治療は症状を抑えて、合併症を防ぐことも大切です。
患者さまの症状に応じて「解熱剤」「去痰薬」などが処方されます。
長年の喫煙や汚染物質を長期間吸入する事により、肺や気管支に炎症を起こすことが原因とされています。
COPDの9割の方が喫煙している方のため、たばこが深く関係していると考えられています。
COPDは時間をかけて進行していくため、50代以上の男性に多い傾向があり、たばこを吸う期間が長くなればなるほど、リスクが高くなっていきます。
慢性的な咳、痰やちょっとした動作による息切れなどの症状があります。
息切れは、坂道や階段などの負荷でも息切れを起こすようになります。
慢性的な咳や痰は風邪や気管支喘息などでもみられる症状のため、見過ごされがちです。
COPDは長年のたばこの喫煙が肺の炎症や肺胞の破壊を起こしているため、呼吸機能が低下します。
喫煙歴があり、咳や痰の症状が長く続き、少し動いただけで息切れがあるような時は1度受診することをおすすめします。

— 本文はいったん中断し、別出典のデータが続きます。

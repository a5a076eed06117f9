//! VBM: binary and text codecs for simulated brain model files.
//!
//! A model file describes a spiking neural network: soma types, somas with
//! their axonal and dendritic terminal fields, synapses (optionally routed
//! through a via-point) and gap junctions. The same model can be stored as
//! compact binary or as line-oriented text, and this crate converts between
//! the two without losing any integer or count.
//!
//! # Quick Start
//!
//! ```rust
//! use vbm::{binary_to_text, text_to_binary};
//! use vbm::model::{ModelBuilder, SomaType};
//! use vbm::codec::{encode_model, decode_model};
//!
//! let model = ModelBuilder::new()
//!     .comment("one synapse")
//!     .soma_type(SomaType::new(b'N').unwrap())
//!     .soma(0, 1, [0, 0, 0], |s| s.axonal([0, 10, 0, 10, 0, 10]))
//!     .soma(0, 2, [20, 0, 0], |s| s.dendritic([15, 25, -5, 5, -5, 5]))
//!     .synapse(1, 1, 2, [18, 0, 0])
//!     .build();
//!
//! let bytes = encode_model(&model).unwrap();
//! assert_eq!(decode_model(&bytes).unwrap(), model);
//!
//! // Binary -> text -> binary is byte-identical.
//! let text = binary_to_text(&bytes).unwrap();
//! assert_eq!(text_to_binary(&text).unwrap(), bytes);
//! ```
//!
//! # Modules
//!
//! - [`model`]: Core data types (Model, Soma, Field, Synapse, GapJunction)
//! - [`codec`]: VarUint/VarInt codecs and the binary file layout
//! - [`text`]: The text representation
//! - [`transcode`]: Representation detection and whole-file conversion
//! - [`validate`]: Opt-in semantic validation
//! - [`summary`]: Record counts and synapse histograms
//! - [`error`]: Error types
//! - [`limits`]: Format constants and decoding limits
//!
//! # Wire Format
//!
//! Integers use two prefix-length encodings. The number of leading one
//! bits in the first byte gives the encoded length:
//!
//! - VarUint: 1 to 8 bytes, or `0xFF` followed by 8 raw bytes
//! - VarInt: sign-magnitude, 1 to 4 bytes with separate positive and
//!   negative tiers, or `0xFF` followed by 4 raw bytes
//!
//! # Security
//!
//! Decoders treat input as untrusted: declared counts are checked against
//! [`limits`] before allocating, truncated input and trailing bytes are
//! rejected, and every error carries a stable code (see [`ErrorCode`]).

pub mod codec;
pub mod error;
pub mod limits;
pub mod model;
pub mod summary;
pub mod text;
pub mod transcode;
pub mod validate;

// Re-export commonly used types at crate root
pub use codec::{decode_model, encode_model, encode_model_with_options, EncodeOptions};
pub use error::{ConvertError, DecodeError, EncodeError, ErrorCode, ParseError, ValidationError};
pub use model::{Field, GapJunction, Model, ModelBuilder, Point, Soma, SomaType, Synapse, TypeTable};
pub use summary::{synapse_histogram, ModelSummary, Side, SynapseHistogram};
pub use text::{parse_text, write_text, TextOptions};
pub use transcode::{binary_to_text, convert, decode, encode, text_to_binary, ConvertOptions, Representation};
pub use validate::validate_model;

/// Crate version.
pub const VERSION: &str = env!("CARGO_PKG_VERSION");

残念ながら、現在の医療では、COPDを完治させる治療はありません。
1度破壊された肺胞は元通りには戻らないため、症状が悪化しないように生活習慣を変えることが大切です。
喫煙している方は禁煙しましょう。
症状を改善し、日常生活を少しでも快適におくれるように、気管支拡張薬の吸入や去痰薬が主な治療となります。
呼吸器科で行われる検査をご紹介します。
胸部レントゲンを撮影することで、左右の肺の病変の有無を確認することができます。肺炎・気管支炎・肺結核などの肺の炎症、肺気腫・肺線維症、また肺がんの発見にもつながります。

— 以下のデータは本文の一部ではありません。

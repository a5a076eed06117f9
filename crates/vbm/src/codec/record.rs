//! Record encoding/decoding for the binary model format.
//!
//! Layouts (`vu` = VarUint, `vi` = VarInt, `u8` = one raw byte):
//!
//! ```text
//! field        := x1:vi x2:vi y1:vi y2:vi z1:vi z2:vi
//! soma         := type:u8 id:vu x:vi y:vi z:vi A:vu D:vu field{A} field{D}
//! synapse      := id:vu has_via:u8 axonal:vu dendritic:vu [vx:vi vy:vi vz:vi] x:vi y:vi z:vi
//! gap_junction := soma1:vu soma2:vu x:vi y:vi z:vi
//! ```
//!
//! Counts are never followed by a terminator; the count alone says how
//! many records follow.

use crate::codec::primitives::{Reader, Writer};
use crate::error::{DecodeError, EncodeError};
use crate::limits::MAX_FIELDS_PER_SOMA;
use crate::model::{Field, GapJunction, Point, Soma, Synapse};

// =============================================================================
// DECODING
// =============================================================================

fn decode_point(reader: &mut Reader<'_>, context: &'static str) -> Result<Point, DecodeError> {
    Ok(Point {
        x: reader.read_varint(context)?,
        y: reader.read_varint(context)?,
        z: reader.read_varint(context)?,
    })
}

/// Decodes one neuritic field.
pub fn decode_field(reader: &mut Reader<'_>) -> Result<Field, DecodeError> {
    let mut coords = [0i32; 6];
    for c in &mut coords {
        *c = reader.read_varint("field")?;
    }
    Ok(Field::from(coords))
}

fn decode_fields(
    reader: &mut Reader<'_>,
    count: usize,
) -> Result<Vec<Field>, DecodeError> {
    // Every field takes at least six bytes.
    let mut fields = Vec::with_capacity(count.min(reader.remaining_len() / 6));
    for _ in 0..count {
        fields.push(decode_field(reader)?);
    }
    Ok(fields)
}

/// Decodes one soma and its fields.
///
/// `type_count` is the size of the type table; a type id outside it is
/// rejected.
pub fn decode_soma(reader: &mut Reader<'_>, type_count: usize) -> Result<Soma, DecodeError> {
    let type_id = reader.read_byte("soma_type")?;
    let id = reader.read_varuint("soma_id")?;
    if usize::from(type_id) >= type_count {
        return Err(DecodeError::UnknownType {
            soma: id,
            type_id,
            types: type_count,
        });
    }
    let position = decode_point(reader, "soma_position")?;
    let axonal_count = reader.read_count(MAX_FIELDS_PER_SOMA, "axonal_fields")?;
    let dendritic_count = reader.read_count(MAX_FIELDS_PER_SOMA, "dendritic_fields")?;
    let axonal = decode_fields(reader, axonal_count)?;
    let dendritic = decode_fields(reader, dendritic_count)?;

    Ok(Soma {
        type_id,
        id,
        position,
        axonal,
        dendritic,
    })
}

/// Decodes one synapse.
pub fn decode_synapse(reader: &mut Reader<'_>) -> Result<Synapse, DecodeError> {
    let id = reader.read_varuint("synapse_id")?;
    let has_via = reader.read_bool("synapse_has_via")?;
    let axonal_soma = reader.read_varuint("synapse_axonal_soma")?;
    let dendritic_soma = reader.read_varuint("synapse_dendritic_soma")?;
    let via = if has_via {
        Some(decode_point(reader, "synapse_via")?)
    } else {
        None
    };
    let endpoint = decode_point(reader, "synapse_endpoint")?;

    Ok(Synapse {
        id,
        axonal_soma,
        dendritic_soma,
        via,
        endpoint,
    })
}

/// Decodes one gap junction.
pub fn decode_gap_junction(reader: &mut Reader<'_>) -> Result<GapJunction, DecodeError> {
    let soma1 = reader.read_varuint("gap_junction_soma1")?;
    let soma2 = reader.read_varuint("gap_junction_soma2")?;
    let point = decode_point(reader, "gap_junction_point")?;
    Ok(GapJunction { soma1, soma2, point })
}

// =============================================================================
// ENCODING
// =============================================================================

fn encode_point(writer: &mut Writer, point: &Point) -> Result<(), EncodeError> {
    for c in point.coords() {
        writer.write_varint(c)?;
    }
    Ok(())
}

/// Encodes one neuritic field.
pub fn encode_field(writer: &mut Writer, field: &Field) -> Result<(), EncodeError> {
    for c in field.coords() {
        writer.write_varint(c)?;
    }
    Ok(())
}

/// Encodes one soma; the field counts are taken from the field lists.
pub fn encode_soma(writer: &mut Writer, soma: &Soma, type_count: usize) -> Result<(), EncodeError> {
    if usize::from(soma.type_id) >= type_count {
        return Err(EncodeError::UnknownType {
            soma: soma.id,
            type_id: soma.type_id,
            types: type_count,
        });
    }
    for (field, list) in [("axonal_fields", &soma.axonal), ("dendritic_fields", &soma.dendritic)] {
        if list.len() > MAX_FIELDS_PER_SOMA {
            return Err(EncodeError::LengthExceedsLimit {
                field,
                len: list.len(),
                max: MAX_FIELDS_PER_SOMA,
            });
        }
    }

    writer.write_byte(soma.type_id);
    writer.write_varuint(soma.id)?;
    encode_point(writer, &soma.position)?;
    writer.write_count(soma.axonal.len())?;
    writer.write_count(soma.dendritic.len())?;
    for field in soma.fields() {
        encode_field(writer, field)?;
    }
    Ok(())
}

/// Encodes one synapse.
pub fn encode_synapse(writer: &mut Writer, synapse: &Synapse) -> Result<(), EncodeError> {
    writer.write_varuint(synapse.id)?;
    writer.write_bool(synapse.has_via());
    writer.write_varuint(synapse.axonal_soma)?;
    writer.write_varuint(synapse.dendritic_soma)?;
    if let Some(via) = &synapse.via {
        encode_point(writer, via)?;
    }
    encode_point(writer, &synapse.endpoint)
}

/// Encodes one gap junction.
pub fn encode_gap_junction(writer: &mut Writer, gap_junction: &GapJunction) -> Result<(), EncodeError> {
    writer.write_varuint(gap_junction.soma1)?;
    writer.write_varuint(gap_junction.soma2)?;
    encode_point(writer, &gap_junction.point)
}

#[cfg(test)]
mod tests {
    use super::*;

    fn soma_with_fields(axonal: usize, dendritic: usize) -> Soma {
        let mut soma = Soma::new(0, 42, Point::new(-3, 0, 900));
        for i in 0..axonal as i32 {
            soma.axonal.push(Field::new(i, i + 1, -i, -i - 1, 100 * i, 100 * i + 1));
        }
        for i in 0..dendritic as i32 {
            soma.dendritic.push(Field::new(-i, i, 7, 8, -9000, 9000));
        }
        soma
    }

    #[test]
    fn test_soma_roundtrip_preserves_field_lists() {
        let soma = soma_with_fields(2, 1);
        let mut writer = Writer::new();
        encode_soma(&mut writer, &soma, 1).unwrap();

        let mut reader = Reader::new(writer.as_bytes());
        let decoded = decode_soma(&mut reader, 1).unwrap();
        assert!(reader.is_empty());
        assert_eq!(decoded.axonal.len(), 2);
        assert_eq!(decoded.dendritic.len(), 1);
        assert_eq!(decoded, soma);
    }

    #[test]
    fn test_soma_missing_field_is_truncation() {
        let soma = soma_with_fields(2, 1);
        let mut writer = Writer::new();
        encode_soma(&mut writer, &soma, 1).unwrap();

        // Drop the last field record entirely.
        let mut last = Writer::new();
        encode_field(&mut last, &soma.dendritic[0]).unwrap();
        let bytes = writer.as_bytes();
        let truncated = &bytes[..bytes.len() - last.len()];

        let mut reader = Reader::new(truncated);
        assert!(matches!(
            decode_soma(&mut reader, 1),
            Err(DecodeError::UnexpectedEof { context: "field" })
        ));
    }

    #[test]
    fn test_soma_unknown_type() {
        let soma = Soma::new(3, 5, Point::default());
        let mut writer = Writer::new();
        assert_eq!(
            encode_soma(&mut writer, &soma, 3),
            Err(EncodeError::UnknownType { soma: 5, type_id: 3, types: 3 })
        );

        let bytes = [3u8, 5, 0, 0, 0, 0, 0];
        let mut reader = Reader::new(&bytes);
        assert_eq!(
            decode_soma(&mut reader, 2),
            Err(DecodeError::UnknownType { soma: 5, type_id: 3, types: 2 })
        );
    }

    #[test]
    fn test_synapse_without_via_reads_three_coordinates() {
        let synapse = Synapse::new(9, 1, 2, Point::new(4, 5, 6));
        let mut writer = Writer::new();
        encode_synapse(&mut writer, &synapse).unwrap();
        assert_eq!(writer.as_bytes(), &[9, 0, 1, 2, 4, 5, 6]);

        let mut reader = Reader::new(writer.as_bytes());
        assert_eq!(decode_synapse(&mut reader).unwrap(), synapse);
        assert!(reader.is_empty());
    }

    #[test]
    fn test_synapse_with_via_reads_six_coordinates() {
        let synapse = Synapse::with_via(9, 1, 2, Point::new(-1, -2, -3), Point::new(4, 5, 6));
        let mut writer = Writer::new();
        encode_synapse(&mut writer, &synapse).unwrap();
        assert_eq!(writer.as_bytes(), &[9, 1, 1, 2, 0x81, 0x82, 0x83, 4, 5, 6]);

        let mut reader = Reader::new(writer.as_bytes());
        let decoded = decode_synapse(&mut reader).unwrap();
        assert!(decoded.has_via());
        assert_eq!(decoded, synapse);
    }

    #[test]
    fn test_synapse_bad_via_flag() {
        let bytes = [9u8, 2, 1, 2, 4, 5, 6];
        let mut reader = Reader::new(&bytes);
        assert!(matches!(
            decode_synapse(&mut reader),
            Err(DecodeError::InvalidBool { value: 2 })
        ));
    }

    #[test]
    fn test_gap_junction_roundtrip() {
        let gj = GapJunction::new(300, 1, Point::new(0, -70000, 12));
        let mut writer = Writer::new();
        encode_gap_junction(&mut writer, &gj).unwrap();
        let mut reader = Reader::new(writer.as_bytes());
        assert_eq!(decode_gap_junction(&mut reader).unwrap(), gj);
    }

    #[test]
    fn test_min_coordinate_rejected() {
        let gj = GapJunction::new(1, 2, Point::new(0, i32::MIN, 0));
        let mut writer = Writer::new();
        assert_eq!(
            encode_gap_junction(&mut writer, &gj),
            Err(EncodeError::VarIntOutOfRange { value: i32::MIN })
        );
    }
}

さらに、肺疾患だけでなく、心肥大、胸部大動脈瘤などの病気が見つかることもあります。
胸痛や動悸がみられる場合には、胸部レントゲンと合わせて心電図の検査をして、心疾患の可能性がないか確認します。
心電図は、胸に電極をつけて心臓の電気信号を体の表面から測定し、波形として記録するものです。主には、脈の乱れがないか(不整脈)、または心臓の筋肉に異常がないか(狭心症、心筋梗塞、心筋症など)を調べる検査です。
採血は、感染症になっていないか、炎症が起きていないかなど様々な情報を得ることができます。
また、喘息はアレルギー反応として発作が出ている場合もあるため、アレルゲンの特定をする際も採血を行うことがあります。
痰の検査とは、痰を採取して、その中に細胞の異常や細菌・ウィルスの感染がないかを顕微鏡で観察する検査です。
肺機能検査とは、スパイロメーターという機器を使って行います。肺がどれくらい空気を取り込めるのか、どれくらい吐き出すことができるのか、空気の量や速度を測定します。肺の働きや、呼吸の病気がないかを調べる検査です。
COPD(慢性閉塞性肺疾患)や喘息の可能性がある場合に検査します。
呼吸器科で診察する症状は、「息切れ」「喘鳴」「咳・痰」「いびき・日中の眠気」などさまざまな症状があります。 放置していると重症化することもあるため、気になる症状がありましたら、早めに医療機関を受診することをお勧めします。